__Problem details__.
Please restate exactly what appears in the records below from the first line to the line where "PathBuf, reason: String" is, that line included.

__Dataset records__.
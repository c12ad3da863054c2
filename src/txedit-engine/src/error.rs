//! Error types for the edit engine.

use std::path::PathBuf;
use thiserror::Error;

/// Result type for engine operations.
pub type EngineResult<T> = Result<T, EngineError>;

/// Errors that can occur while preparing, committing, or rolling back a
/// transaction.
#[derive(Debug, Error)]
pub enum EngineError {
    /// A transaction is already active; nesting and concurrency are rejected.
    #[error("A transaction is already active")]
    TransactionActive,

    /// No transaction to commit or roll back.
    #[error("No active transaction")]
    NoActiveTransaction,

    /// An edit violates its structural invariants.
    #[error("Invalid edit for {path}: {reason}")]
    InvalidEdit { path: PathBuf, reason: String },

    /// Failed to read a file.
    #[error("Failed to read {path}: {source}")]
    Read {
        path: PathBuf,
        #[source]
        source: std::io::Error,
    },

    /// Failed to write a file.
    #[error("Failed to write {path}: {source}")]
    Write {
        path: PathBuf,
        #[source]
        source: std::io::Error,
    },

    /// Failed to create a directory.
    #[error("Failed to create directory {path}: {source}")]
    CreateDir {
        path: PathBuf,
        #[source]
        source: std::io::Error,
    },

    /// Failed to delete a file.
    #[error("Failed to delete {path}: {source}")]
    Delete {
        path: PathBuf,
        #[source]
        source: std::io::Error,
    },

    /// Failed to rename a file.
    #[error("Failed to rename {from} to {to}: {source}")]
    Rename {
        from: PathBuf,
        to: PathBuf,
        #[source]
        source: std::io::Error,
    },

    /// Rename refused because the destination already exists.
    #[error("Rename destination already exists: {path}")]
    DestinationExists { path: PathBuf },

    /// A line change's expected text does not match the file.
    #[error("Line range {start_line}..={end_line} in {path} does not match the expected text")]
    LineMismatch {
        path: PathBuf,
        start_line: usize,
        end_line: usize,
    },

    /// A line change's range falls outside the file.
    #[error("Line range {start_line}..={end_line} is out of bounds for {path} ({line_count} lines)")]
    LineOutOfBounds {
        path: PathBuf,
        start_line: usize,
        end_line: usize,
        line_count: usize,
    },

    /// The verification command reported failure.
    #[error("Verification failed:\n{}", diagnostics.join("\n"))]
    VerificationFailed { diagnostics: Vec<String> },

    /// The verification command exceeded its time budget.
    #[error("Verification timed out after {timeout_secs}s")]
    VerificationTimeout { timeout_secs: u64 },

    /// A backup could not be restored during rollback.
    #[error("Rollback failed for {path}: {message}")]
    RollbackFailed { path: PathBuf, message: String },

    /// Reference scanning failed.
    #[error(transparent)]
    Scan(#[from] txedit_refs::ScanError),
}

impl EngineError {
    /// Create an invalid-edit error.
    pub fn invalid_edit(path: impl Into<PathBuf>, reason: impl Into<String>) -> Self {
        Self::InvalidEdit {
            path: path.into(),
            reason: reason.into(),
        }
    }

    /// Whether this error is the controlled verification-failure path,
    /// as opposed to an unexpected failure mid-commit. Both trigger the same
    /// rollback routine.
    pub fn is_verification_failure(&self) -> bool {
        matches!(
            self,
            Self::VerificationFailed { .. } | Self::VerificationTimeout { .. }
        )
    }
}
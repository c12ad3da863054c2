//! Error types for reference scanning.

use std::path::PathBuf;
use thiserror::Error;

/// Result type for scan operations.
pub type ScanResult<T> = Result<T, ScanError>;

/// Errors that can occur while scanning a source tree for references.
#[derive(Debug, Error)]
pub enum ScanError {
    /// The configured project root does not exist.
    #[error("Project root not found: {0}")]
    RootNotFound(PathBuf),

    /// The configured project root is not a directory.
    #[error("Project root is not a directory: {0}")]
    NotADirectory(PathBuf),

    /// Failed to read a source file during scanning.
    #[error("Failed to read {path}: {source}")]
    Read {
        path: PathBuf,
        #[source]
        source: std::io::Error,
    },

    /// A generated reference pattern failed to compile.
    #[error("Invalid reference pattern for specifier '{specifier}': {source}")]
    Pattern {
        specifier: String,
        #[source]
        source: regex::Error,
    },
}
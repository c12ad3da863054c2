//! The edit data model.

use serde::{Deserialize, Serialize};
use std::path::PathBuf;

use crate::error::{EngineError, EngineResult};

/// The kind of mutation a [`FileEdit`] requests.
#[derive(Debug, Clone, Copy, PartialEq, Eq, Serialize, Deserialize)]
#[serde(rename_all = "snake_case")]
pub enum EditOp {
    Create,
    Modify,
    Delete,
    Rename,
}

/// A replacement of a 1-based, inclusive line range.
///
/// `old_text` is the expected current text of the range and is verified
/// before the splice; an empty `new_text` removes the range.
#[derive(Debug, Clone, PartialEq, Eq, Serialize, Deserialize)]
pub struct LineChange {
    pub start_line: usize,
    pub end_line: usize,
    pub old_text: String,
    pub new_text: String,
}

/// One requested file mutation.
///
/// Paths are interpreted relative to the engine's project root unless
/// absolute. Invariants: `rename` requires `new_path`; `modify` requires
/// exactly one of `content` or `line_changes`; `create` requires `content`.
#[derive(Debug, Clone, PartialEq, Eq, Serialize, Deserialize)]
pub struct FileEdit {
    pub path: PathBuf,
    pub op: EditOp,
    #[serde(default, skip_serializing_if = "Option::is_none")]
    pub content: Option<String>,
    #[serde(default, skip_serializing_if = "Option::is_none")]
    pub new_path: Option<PathBuf>,
    #[serde(default, skip_serializing_if = "Option::is_none")]
    pub line_changes: Option<Vec<LineChange>>,
}

impl FileEdit {
    /// A create edit: write `content` to a new file.
    pub fn create(path: impl Into<PathBuf>, content: impl Into<String>) -> Self {
        Self {
            path: path.into(),
            op: EditOp::Create,
            content: Some(content.into()),
            new_path: None,
            line_changes: None,
        }
    }

    /// A whole-content modify edit.
    pub fn modify(path: impl Into<PathBuf>, content: impl Into<String>) -> Self {
        Self {
            path: path.into(),
            op: EditOp::Modify,
            content: Some(content.into()),
            new_path: None,
            line_changes: None,
        }
    }

    /// A line-based modify edit.
    pub fn modify_lines(path: impl Into<PathBuf>, changes: Vec<LineChange>) -> Self {
        Self {
            path: path.into(),
            op: EditOp::Modify,
            content: None,
            new_path: None,
            line_changes: Some(changes),
        }
    }

    /// A delete edit.
    pub fn delete(path: impl Into<PathBuf>) -> Self {
        Self {
            path: path.into(),
            op: EditOp::Delete,
            content: None,
            new_path: None,
            line_changes: None,
        }
    }

    /// A rename/move edit.
    pub fn rename(path: impl Into<PathBuf>, new_path: impl Into<PathBuf>) -> Self {
        Self {
            path: path.into(),
            op: EditOp::Rename,
            content: None,
            new_path: Some(new_path.into()),
            line_changes: None,
        }
    }

    /// Checks the structural invariants of this edit.
    pub fn validate(&self) -> EngineResult<()> {
        match self.op {
            EditOp::Create => {
                if self.content.is_none() {
                    return Err(EngineError::invalid_edit(&self.path, "create requires content"));
                }
            }
            EditOp::Modify => match (&self.content, &self.line_changes) {
                (Some(_), Some(_)) | (None, None) => {
                    return Err(EngineError::invalid_edit(
                        &self.path,
                        "modify requires exactly one of content or line_changes",
                    ));
                }
                (None, Some(changes)) => {
                    if changes.is_empty() {
                        return Err(EngineError::invalid_edit(
                            &self.path,
                            "line_changes must not be empty",
                        ));
                    }
                    for change in changes {
                        if change.start_line == 0 || change.end_line < change.start_line {
                            return Err(EngineError::invalid_edit(
                                &self.path,
                                format!(
                                    "invalid line range {}..={}",
                                    change.start_line, change.end_line
                                ),
                            ));
                        }
                    }
                }
                (Some(_), None) => {}
            },
            EditOp::Delete => {}
            EditOp::Rename => {
                if self.new_path.is_none() {
                    return Err(EngineError::invalid_edit(&self.path, "rename requires new_path"));
                }
            }
        }
        Ok(())
    }
}
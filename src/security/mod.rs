//! Security subsystem.
//!
//! # Data Flow
//! ```text
//! Outbound request:
//!     → write_gate.rs (reject writes in read-only mode, no side effects)
//!     → rate_limit.rs (fixed-window admission, shared process-wide)
//!     → transport
//!
//! Failure detail:
//!     → redaction.rs (sensitive keys and key-like values replaced)
//! ```
//!
//! # Design Decisions
//! - Fail closed: a blocked write never touches the admission counter
//! - Secrets never leave this layer, not even in logs

pub mod rate_limit;
pub mod redaction;
pub mod write_gate;

pub use rate_limit::{RateAdmitter, RateStatus};
pub use write_gate::WriteGate;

__Result__.
repository c12ad3da863054c2
filename src/txedit-engine/src/error.rs
//! Error types for the edit engine.

use std::path::PathBuf;
use thiserror::Error;

/// Result type for engine operations.
pub type EngineResult<T> = Result<T, EngineError>;

/// Errors that can occur while preparing, committing, or rolling back a
/// transaction.
#[derive(Debug, Error)]
pub enum EngineError {
    /// A transaction is already active; nesting and concurrency are rejected.
    #[error("A transaction is already active")]
    TransactionActive,

    /// No transaction to commit or roll back.
    #[error("No active transaction")]
    NoActiveTransaction,

    /// An edit violates its structural invariants.
    #[error("Invalid edit for {path}: {reason}")]
    InvalidEdit { path: PathBuf, reason: String },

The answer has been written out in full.